Over the last 2 decades, protein-caloric malnutrition has been regarded as the main nutritional disorder in dialyzed patients, with a reported prevalence of 25% to 75%.8, 9, 21, 22, 23 Even recent studies still report a considerable prevalence of undernutrition in this population.24, 25 In contrast, a suboptimal anthropometric score was detected in only 15% of our study population, and none of them was severely malnourished. Some methodologic issues like different diagnostic criteria and a higher proportion of type 2 diabetics may partially account for these differences. Nevertheless, we think that the term malnutrition should be used with caution, because this concept implies that the functional status of the organism is affected. We prefer to use the term store deficiency rather than malnutrition when interpreting suboptimal anthropometric data. Thus, we only found overt malnutrition in patients affected by an intercurrent catabolic process, but it was not found in noncomplicated MHD population, provided they were receiving a balanced diet and a reasonable dose of dialysis.

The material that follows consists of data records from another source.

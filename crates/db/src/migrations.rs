use sqlx::migrate::{MigrateError, Migrator};

use crate::DbPool;

pub static MIGRATOR: Migrator = sqlx::migrate!("../../migrations");

pub async fn run_pending(pool: &DbPool) -> Result<(), MigrateError> {
    MIGRATOR.run(pool).await
}
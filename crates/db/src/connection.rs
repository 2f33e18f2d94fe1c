use std::time::Duration;

use sqlx::sqlite::SqlitePoolOptions;
use weddy_core::config::DatabaseConfig;

pub type DbPool = sqlx::SqlitePool;

pub async fn connect_with_config(config: &DatabaseConfig) -> Result<DbPool, sqlx::Error> {
    connect_with_settings(&config.url, config.max_connections, config.timeout_secs).await
}

/// Opens a pool that creates the database file on first use. Each pooled
/// connection gets WAL journaling and a busy timeout so concurrent readers
/// don't trip over a writer running migrations or seeds.
pub async fn connect_with_settings(
    database_url: &str,
    max_connections: u32,
    timeout_secs: u64,
) -> Result<DbPool, sqlx::Error> {
    let url = normalize_url(database_url);
    SqlitePoolOptions::new()
        .max_connections(max_connections.max(1))
        .acquire_timeout(Duration::from_secs(timeout_secs.max(1)))
        .after_connect(|conn, _meta| {
            Box::pin(async move {
                sqlx::query("PRAGMA journal_mode = WAL").execute(&mut *conn).await?;
                sqlx::query("PRAGMA busy_timeout = 5000").execute(&mut *conn).await?;
                Ok(())
            })
        })
        .connect(&url)
        .await
}

/// Round-trips `SELECT 1`.
pub async fn ping(pool: &DbPool) -> Result<(), sqlx::Error> {
    sqlx::query_scalar::<_, i64>("SELECT 1").fetch_one(pool).await.map(|_| ())
}

fn normalize_url(database_url: &str) -> String {
    let url = database_url.trim();
    if url == ":memory:" {
        return "sqlite::memory:".to_string();
    }
    if url.starts_with("sqlite://") && !url.contains("mode=") && !url.contains(":memory:") {
        let separator = if url.contains('?') { '&' } else { '?' };
        return format!("{url}{separator}mode=rwc");
    }
    url.to_string()
}

#[cfg(test)]
mod tests {
    use super::{connect_with_settings, normalize_url, ping};

    #[test]
    fn file_urls_are_created_on_demand() {
        assert_eq!(normalize_url("sqlite://weddy.db"), "sqlite://weddy.db?mode=rwc");
        assert_eq!(normalize_url("sqlite://weddy.db?cache=shared"), "sqlite://weddy.db?cache=shared&mode=rwc");
        assert_eq!(normalize_url("sqlite://weddy.db?mode=ro"), "sqlite://weddy.db?mode=ro");
        assert_eq!(normalize_url(":memory:"), "sqlite::memory:");
        assert_eq!(normalize_url("sqlite::memory:"), "sqlite::memory:");
    }

    #[tokio::test]
    async fn ping_succeeds_on_open_pool_and_fails_when_closed() {
        let pool = connect_with_settings("sqlite::memory:", 1, 5).await.expect("connect");
        ping(&pool).await.expect("ping open pool");

        pool.close().await;
        assert!(ping(&pool).await.is_err());
    }
}
use weddy_core::domain::questionnaire::VenueQueryRequest;
use weddy_core::domain::venue::VenueType;
use weddy_core::errors::ApplicationError;
use weddy_core::recommend::assembler::NO_MATCH_ADVICE;
use weddy_core::recommend::mapper::INDOOR_TYPES;
use weddy_core::recommend::VenueRecommender;
use weddy_db::{connect_with_settings, migrations, DbPool, SqlVenueSource, WeddingHallSeed};

async fn empty_pool() -> DbPool {
    let pool = connect_with_settings("sqlite::memory:", 1, 5).await.expect("connect");
    migrations::run_pending(&pool).await.expect("run migrations");
    pool
}

async fn seeded_recommender() -> VenueRecommender<SqlVenueSource> {
    let pool = empty_pool().await;
    WeddingHallSeed::load(&pool).await.expect("seed venues");
    VenueRecommender::new(SqlVenueSource::new(pool))
}

fn request(guest: &str, budget: &str, region: &str, style: &str, season: &str) -> VenueQueryRequest {
    VenueQueryRequest {
        guest_count: guest.to_string(),
        budget: budget.to_string(),
        region: region.to_string(),
        style_preference: style.to_string(),
        season: season.to_string(),
        num_recommendations: 3,
    }
}

#[tokio::test]
async fn strict_query_returns_matching_seoul_wedding_hall() {
    let recommender = seeded_recommender().await;

    let response = recommender
        .recommend(&request("중규모", "고", "서울", "모던", "가을"))
        .await
        .expect("recommend");

    let names: Vec<&str> =
        response.recommendations.iter().map(|item| item.venue_name.as_str()).collect();
    assert_eq!(names, vec!["더채플앳청담"]);

    let chapel = &response.recommendations[0];
    assert_eq!(chapel.capacity, "주차 120대 가능");
    assert_eq!(chapel.phone, "02-1234-5678");
    assert!(chapel.why_recommended.contains("서울 지역"));
    assert_eq!(chapel.booking_tips.len(), 3);
}

#[tokio::test]
async fn indoor_season_replaces_outdoor_styles_with_indoor_set() {
    let recommender = seeded_recommender().await;

    let response = recommender
        .recommend(&request("", "", "상관없음", "자연친화", "여름"))
        .await
        .expect("recommend");

    assert_eq!(response.recommendations.len(), 3);
    for item in &response.recommendations {
        assert!(
            !item.venue_name.contains("가든") && !item.venue_name.contains("루프탑"),
            "outdoor venue {} should be filtered in summer",
            item.venue_name
        );
    }
}

#[tokio::test]
async fn high_budget_orders_hotels_first_then_by_id() {
    let recommender = seeded_recommender().await;

    let response = recommender
        .recommend(&VenueQueryRequest {
            budget: "고".to_string(),
            num_recommendations: 50,
            ..VenueQueryRequest::default()
        })
        .await
        .expect("recommend");

    let names: Vec<&str> =
        response.recommendations.iter().map(|item| item.venue_name.as_str()).collect();
    assert_eq!(
        names,
        vec![
            "그랜드 인터컨티넨탈 서울",
            "해운대 오션 호텔",
            "호텔 수원 파크",
            "더채플앳청담",
            "가든 포레스트",
            "한강 루프탑 웨딩",
            "라비에벨 다이닝",
            "스튜디오 오월",
            "아트하우스 제주",
            "더클래식 웨딩홀 대구",
        ]
    );
}

#[tokio::test]
async fn style_only_fallback_returns_single_relaxed_result() {
    let recommender = seeded_recommender().await;

    let response = recommender
        .recommend(&request("대규모", "", "제주", "유니크", "봄"))
        .await
        .expect("recommend");

    assert_eq!(response.recommendations.len(), 1);
    let item = &response.recommendations[0];
    assert!(item.why_recommended.starts_with("정확히 일치하는 결과가 없어 스타일 조건만 적용"));
    assert!(response.overall_advice.contains("스타일 조건만 적용"));
}

#[tokio::test]
async fn unconditional_fallback_when_style_is_unanswered() {
    let recommender = seeded_recommender().await;

    let response =
        recommender.recommend(&request("", "", "울릉도", "", "")).await.expect("recommend");

    assert_eq!(response.recommendations.len(), 1);
    assert!(response.overall_advice.contains("지역 조건을 완화"));
}

#[tokio::test]
async fn empty_catalogue_yields_no_match_advice() {
    let recommender = VenueRecommender::new(SqlVenueSource::new(empty_pool().await));

    let response = recommender
        .recommend(&request("중규모", "고", "서울", "유니크", "가을"))
        .await
        .expect("recommend");

    assert!(response.recommendations.is_empty());
    assert_eq!(response.overall_advice, NO_MATCH_ADVICE);
}

#[tokio::test]
async fn database_failure_is_not_reported_as_no_match() {
    let recommender = seeded_recommender().await;
    recommender.source().pool().close().await;

    let error = recommender
        .recommend(&request("중규모", "고", "서울", "모던", "가을"))
        .await
        .expect_err("closed pool must fail");
    assert!(matches!(error, ApplicationError::Database(_)));
}

#[tokio::test]
async fn indoor_set_matches_seeded_types() {
    let pool = empty_pool().await;
    WeddingHallSeed::load(&pool).await.expect("seed venues");

    for venue_type in INDOOR_TYPES {
        let present: i64 =
            sqlx::query_scalar("SELECT COUNT(1) FROM tb_wedding_hall WHERE venueType = ?1")
                .bind(venue_type.code())
                .fetch_one(&pool)
                .await
                .expect("count type");
        assert!(present > 0, "{venue_type:?} missing from seed");
    }
    assert_eq!(VenueType::from_code("GARDEN"), Some(VenueType::Garden));
}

The prevalence of overweight has recently been addressed by several authors. Leavey et al3 studying a large sample obtained from USRDS, described a mean BMI of 24.4 ± 5.3 with an overweight prevalence of 25%. Fleischmann et al4 showed that 38% of a sample of MHD population from Mississippi were overweight (defined as a BMI > 27.5 kg/m2). Also, in a recent publication, Kopple et al5 reported a high prevalence of overweight in MHD patients. In a series of Spanish patients, Marcen et al24 reported a mean BMI of 23.4 for males and 24.9 for females, data very close to the upper limit of normality. Despite demographic differences, mean BMI, and overweight prevalence in these studies appeared in a similar proportion to our study. In addition, the best fit of our regression model was a quadratic relationship, where BMI distribution showed a profile similar to that of the general population2 with BMI increasing with age up to 65 to 70 years, and declining thereafter (Fig. 3).

Fig. 3.
Quadratic regression model between age and BMI. BMI increased with age up to 65 to 70 years, declining thereafter.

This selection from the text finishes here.